It turns out even robots have a thing or two to learn from sports announcers' oft-repeated observation that "baseball is a game of adjustments."
The Akron RubberDucks on Saturday welcomed families from across the area to STEM Night at Canal Park, inviting student teams from Firestone High School and the National Inventors Hall of Fame STEM High School to send their robotic creations onto the diamond to throw out the ceremonial first pitch.
While pitching machines have been around for more than a century, the students' challenge was much more than duplicating the batting practice device. Ideally, their battery-powered robot had to be able to eject a ball that would sail roughly 50 feet through the air and into the glove of the catcher squatting behind home plate. (The distance from the pitching rubber to home plate is 60 feet 6 inches in professional baseball, but ceremonial first pitches typically occur several steps closer to the batting area; this one took place on the grass just in front of the mound.)
Firestone junior Isabelle Bailey said test runs of the robot proved its throws were capable of covering that distance at an estimated speed between 50 and 60 mph. The contraption uses fly wheels similar to those used in pitching machines, she said.
"Fingers crossed that it works today," she said as the group prepared to take the field for the pregame festivities.
NIHF STEM Principal Dina Popa held up the pristine new ball that would be tossed, explaining that another robot built by the students would deliver the ball to the pitching robot.
All went mostly according to plan, with the ball exchanged between robots during the on-field STEM presentation. But after the baseball was fed into the pitching robot and shot out into the air, it dropped in the grass in front of home plate before rolling the rest of the way to the catcher. Not quite the outcome the team had desired, but still respectable by first pitch standards — and met with applause throughout the stadium.

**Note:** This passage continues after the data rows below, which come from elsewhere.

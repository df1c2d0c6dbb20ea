//! Control-path barrier into a queue's datapath
//!
//! Control code never touches datapath state directly while the queue is
//! active. It queues a callback here, asks the interface for an RX flush, and
//! blocks until the datapath drains the queue from inside `flush_receive`.

use crossbeam_channel::{Receiver, Sender};
use crossbeam_queue::SegQueue;

/// Callback run against the datapath state at the next flush
pub(crate) type SyncCallback<D> = Box<dyn FnOnce(&mut D) + Send>;

struct SyncEntry<D> {
    callback: SyncCallback<D>,
    done: Sender<()>,
}

/// Pending control callbacks for one queue
pub(crate) struct QueueSync<D> {
    pending: SegQueue<SyncEntry<D>>,
}

impl<D> QueueSync<D> {
    pub(crate) fn new() -> Self {
        Self {
            pending: SegQueue::new(),
        }
    }

    /// Queue `callback`. The returned receiver fires once it has run.
    pub(crate) fn enqueue(&self, callback: SyncCallback<D>) -> Receiver<()> {
        let (done, complete) = crossbeam_channel::bounded(1);
        self.pending.push(SyncEntry { callback, done });
        complete
    }

    #[cfg(test)]
    fn has_pending(&self) -> bool {
        !self.pending.is_empty()
    }

    /// Run every queued callback in FIFO order. Returns how many ran.
    pub(crate) fn run_pending(&self, datapath: &mut D) -> usize {
        let mut ran = 0;
        while let Some(entry) = self.pending.pop() {
            (entry.callback)(datapath);
            // Waiter may have given up; nothing to report then.
            let _ = entry.done.send(());
            ran += 1;
        }
        ran
    }
}

#[cfg(test)]
mod tests {
    use super::*;
    use std::sync::Arc;
    use std::thread;

    #[test]
    fn test_callbacks_run_in_order() {
        let sync = QueueSync::<Vec<u32>>::new();
        let first = sync.enqueue(Box::new(|v| v.push(1)));
        let second = sync.enqueue(Box::new(|v| v.push(2)));
        assert!(sync.has_pending());

        let mut state = Vec::new();
        assert_eq!(sync.run_pending(&mut state), 2);
        assert_eq!(state, vec![1, 2]);
        assert!(first.try_recv().is_ok());
        assert!(second.try_recv().is_ok());
        assert!(!sync.has_pending());
    }

    #[test]
    fn test_waiter_unblocks_on_flush() {
        let sync = Arc::new(QueueSync::<u32>::new());
        let done = sync.enqueue(Box::new(|v| *v += 5));

        let flusher = {
            let sync = Arc::clone(&sync);
            thread::spawn(move || {
                let mut state = 0;
                sync.run_pending(&mut state);
                state
            })
        };

        done.recv().unwrap();
        assert_eq!(flusher.join().unwrap(), 5);
    }
}
impl SoftRxQueue {
    fn inject(&self, frames: &[Vec<&[u8]>]) -> Result<Vec<RxOutcome>> {
        for buffers in frames {
            if buffers.is_empty() {
                return Err(DatapathError::InvalidParameter("frame has no buffers".into()));
            }
            if buffers.len() - 1 > self.max_fragments as usize {
                return Err(DatapathError::InvalidParameter(format!(
                    "frame has {} buffers, queue {} allows {}",
                    buffers.len(),
                    self.queue_id,
                    self.max_fragments as usize + 1
                )));
            }
        }

        // Held across receive so RX_FLUSH notifications wait for the batch.
        let guard = self.rings.lock();
        let Some(rings) = guard.as_ref() else {
            return Ok(frames.iter().map(|buffers| RxOutcome::pass(buffers)).collect());
        };

        let frame_capacity = rings.frame_ring.capacity() as usize;
        let fragment_capacity = rings
            .fragment_ring
            .as_ref()
            .map_or(0, |ring| ring.capacity() as usize);

        let mut outcomes = Vec::with_capacity(frames.len());
        let mut start = 0;
        while start < frames.len() {
            let mut end = start;
            let mut fragments = 0;
            while end < frames.len() && end - start < frame_capacity {
                let needed = frames[end].len() - 1;
                if fragments + needed > fragment_capacity {
                    break;
                }
                fragments += needed;
                end += 1;
            }
            self.inject_batch(rings, &frames[start..end], &mut outcomes)?;
            start = end;
        }
        Ok(outcomes)
    }

    fn inject_batch(
        &self,
        rings: &SoftRxRings,
        frames: &[Vec<&[u8]>],
        outcomes: &mut Vec<RxOutcome>,
    ) -> Result<()> {
        let mut storage: Vec<Vec<Vec<u8>>> = frames
            .iter()
            .map(|buffers| buffers.iter().map(|data| data.to_vec()).collect())
            .collect();
        let fragment_total: u32 = frames.iter().map(|buffers| buffers.len() as u32 - 1).sum();

        let count = frames.len() as u32;
        if rings.frame_ring.reserve_producer(count) != count {
            return Err(DatapathError::Exhausted(format!(
                "RX frame ring of queue {} is full",
                self.queue_id
            )));
        }
        if fragment_total > 0 {
            let reserved = rings
                .fragment_ring
                .as_ref()
                .map_or(0, |ring| ring.reserve_producer(fragment_total));
            if reserved != fragment_total {
                return Err(DatapathError::Exhausted(format!(
                    "RX fragment ring of queue {} is full",
                    self.queue_id
                )));
            }
        }

        let frame_start = rings.frame_ring.producer_index();
        let mut fragment_slot = rings
            .fragment_ring
            .as_ref()
            .map_or(0, |ring| ring.producer_index());
        for (i, buffers) in storage.iter_mut().enumerate() {
            let record = rings.frame_ring.element(frame_start.wrapping_add(i as u32));
            let (first, rest) = buffers.split_at_mut(1);
            // SAFETY: the slots were reserved above and the records carry the
            // extensions resolved at activation. The storage outlives the
            // receive call below.
            unsafe {
                write_buffer(record, rings.virtual_address, &mut first[0])?;
                rings.rx_action.field::<FrameRxAction>(record).write(FrameRxAction {
                    rx_action: RxAction::Pass as u8,
                });
                if let Some(fragment) = rings.fragment {
                    fragment.field::<FrameFragment>(record).write(FrameFragment {
                        fragment_buffer_count: rest.len() as u8,
                    });
                }
                if let Some(fragment_ring) = &rings.fragment_ring {
                    for data in rest.iter_mut() {
                        write_buffer(fragment_ring.element(fragment_slot), rings.virtual_address, data)?;
                        fragment_slot = fragment_slot.wrapping_add(1);
                    }
                }
            }
        }
        if let Some(fragment_ring) = &rings.fragment_ring {
            fragment_ring.commit_producer(fragment_total);
        }
        rings.frame_ring.commit_producer(count);

        self.dispatch.receive();
        self.dispatch.flush_receive();

        for (i, buffers) in storage.into_iter().enumerate() {
            let record = rings.frame_ring.element(frame_start.wrapping_add(i as u32));
            // SAFETY: the datapath handed the frame back in flush_receive.
            let action = unsafe { rings.rx_action.field::<FrameRxAction>(record).read() };
            outcomes.push(RxOutcome {
                action: RxAction::from_u8(action.rx_action),
                data: buffers.concat(),
            });
        }
        Ok(())
    }
}

/// Fill the buffer record at `record` to describe `data`.
///
/// # Safety
///
/// `record` must be a buffer record carrying `virtual_address`, and `data`
/// must stay alive and unmoved while the datapath owns the record.
unsafe fn write_buffer(record: std::ptr::NonNull<u8>, virtual_address: Extension, data: &mut Vec<u8>) -> Result<()> {
    let length = u32::try_from(data.len())
        .map_err(|_| DatapathError::InvalidParameter("buffer exceeds 4 GiB".into()))?;
    // SAFETY: forwarded to the caller.
    unsafe {
        record.cast::<Buffer>().write(Buffer {
            data_offset: 0,
            data_length: length,
            buffer_length: length,
            reserved: 0,
        });
        virtual_address
            .field::<BufferVirtualAddress>(record)
            .write(BufferVirtualAddress {
                virtual_address: data.as_mut_ptr(),
            });
    }
    Ok(())
}

struct SoftRxHandle(Arc<SoftRxQueue>);

impl InterfaceRxQueue for SoftRxHandle {
    fn activate(&self, config: &RxQueueConfigActivate) -> Result<()> {
        let fragment = match config.fragment_ring() {
            Some(_) => Some(config.get_extension(&FRAME_FRAGMENT)?),
            None => None,
        };
        let rings = SoftRxRings {
            frame_ring: config.frame_ring().clone(),
            // Holds max(max_fragments, ring_size) buffers, not ring_size *
            // max_fragments: a batch posts no more fragments than it has room for.
            fragment_ring: config.fragment_ring().cloned(),
            virtual_address: config.get_extension(&BUFFER_VIRTUAL_ADDRESS)?,
            fragment,
            rx_action: config.get_extension(&FRAME_RX_ACTION)?,
        };
        *self.0.rings.lock() = Some(rings);
        tracing::debug!(queue_id = self.0.queue_id, "soft RX queue activated");
        Ok(())
    }

    fn notify(&self, flags: NotifyQueueFlags) {
        if flags.contains(NotifyQueueFlags::RX_FLUSH) {
            // Serialized with injection by the rings lock.
            let _rings = self.0.rings.lock();
            self.0.dispatch.flush_receive();
        }
    }
}
#[cfg(test)]
mod tests {
    use super::*;
    use sluice_core::frame::{
        BUFFER_VIRTUAL_ADDRESS, FRAME_FRAGMENT, RX_BUFFER_EXTENSIONS, RX_FRAME_EXTENSIONS,
        TX_COMPLETION_CONTEXT, TX_COMPLETION_EXTENSIONS, TX_BUFFER_EXTENSIONS,
        TX_FRAME_EXTENSIONS,
    };

    fn rx_config() -> RxQueueConfigCreate {
        RxQueueConfigCreate::new(
            0,
            ExtensionSet::new(ExtensionType::Frame, &RX_FRAME_EXTENSIONS).unwrap(),
            ExtensionSet::new(ExtensionType::Buffer, &RX_BUFFER_EXTENSIONS).unwrap(),
            RxQueueDispatch::new(Weak::new()),
        )
    }

    #[test]
    fn test_rejects_stale_capabilities() {
        let mut config = rx_config();
        let mut caps = RxCapabilities::new(0, false);
        caps.header.size -= 1;
        assert!(config.set_capabilities(caps).is_err());

        let mut caps = RxCapabilities::new(0, false);
        caps.header.revision = 0;
        assert!(config.set_capabilities(caps).is_err());

        assert!(config.set_capabilities(RxCapabilities::new(4, true)).is_ok());
        assert_eq!(config.capabilities.unwrap().maximum_fragments, 4);
    }

    #[test]
    fn test_extension_registration_routes_by_type() {
        let mut config = rx_config();
        config.register_extension_version(&BUFFER_VIRTUAL_ADDRESS).unwrap();
        config.register_extension_version(&FRAME_FRAGMENT).unwrap();
        assert!(config.register_extension_version(&TX_COMPLETION_CONTEXT).is_err());
    }

    #[test]
    fn test_tx_capabilities_limit_fragments() {
        let mut config = TxQueueConfigCreate::new(
            1,
            ExtensionSet::new(ExtensionType::Frame, &TX_FRAME_EXTENSIONS).unwrap(),
            ExtensionSet::new(ExtensionType::Buffer, &TX_BUFFER_EXTENSIONS).unwrap(),
            ExtensionSet::new(ExtensionType::TxFrameCompletion, &TX_COMPLETION_EXTENSIONS)
                .unwrap(),
            TxQueueDispatch::new(Weak::new()),
        );
        let mut caps = TxCapabilities::new(2048, 2048);
        caps.maximum_fragments = 2;
        assert!(config.set_capabilities(caps).is_err());
        caps.maximum_fragments = 1;
        config.set_capabilities(caps).unwrap();
        assert_eq!(config.queue_id(), 1);
    }

    #[test]
    fn test_dead_dispatch_is_inert() {
        RxQueueDispatch::new(Weak::new()).receive();
        assert_eq!(TxQueueDispatch::new(Weak::new()).flush_transmit(8), 0);
    }

    #[test]
    fn test_descriptor_contexts_size_interface_context() {
        let mut config = rx_config();
        let contexts = DescriptorContexts::new((16, 8), (0, 0));
        contexts
            .apply(&mut config.frame_extensions, &mut config.buffer_extensions)
            .unwrap();
        assert!(config.frame_extensions.is_enabled(FRAME_INTERFACE_CONTEXT.name).unwrap());
        assert!(!config.buffer_extensions.is_enabled(BUFFER_INTERFACE_CONTEXT.name).unwrap());

        let bad = DescriptorContexts::new((16, 0), (0, 0));
        assert!(bad
            .apply(&mut config.frame_extensions, &mut config.buffer_extensions)
            .is_err());
    }

    #[test]
    fn test_hook_display() {
        assert_eq!(HookId::RX_INSPECT.to_string(), "L2/Rx/Inspect");
        assert_ne!(HookId::RX_INSPECT, HookId::TX_INJECT);
    }
}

The imperfect result made the team hungry for answers, though. The Akron Public Schools' high school robotics programs have won acclaim in state, national and international competitions, and overcoming obstacles has always been part of their path to success.
The students and their coaches quickly homed in on an unforeseen variable — the condition of the ball itself. Practice runs involved a baseball that had been through a fair amount of use already. But this gleaming new ball, the type that the RubberDucks present to first-throw participants to keep as souvenirs afterward, had not had the chance to be broken in yet.
Clear as mud? Then it's worth remembering that mud plays an important role in professional baseball. Brand new balls used for every game must first be rubbed with Lena Blackburne Baseball Rubbing Mud, which is harvested from a secret location along the Delaware River in New Jersey. The gunk takes the gloss off the baseball, allowing the pitcher to grip it with more control.
Christopher Morris, an assistant coach with the Firestone team, said a ball without its sheen has a "higher coefficient of friction" than the bright, spotless sphere handled by the robot. Being broken in makes a ball less slippery and more likely to launch in line with the machine's calibration. On future tries, he said, the challenge will be to figure out how to adjust the gear-cranked fly wheels to account for the shiny finish on the souvenir ball.
Just like a human pitcher, it's back to work on the mechanics.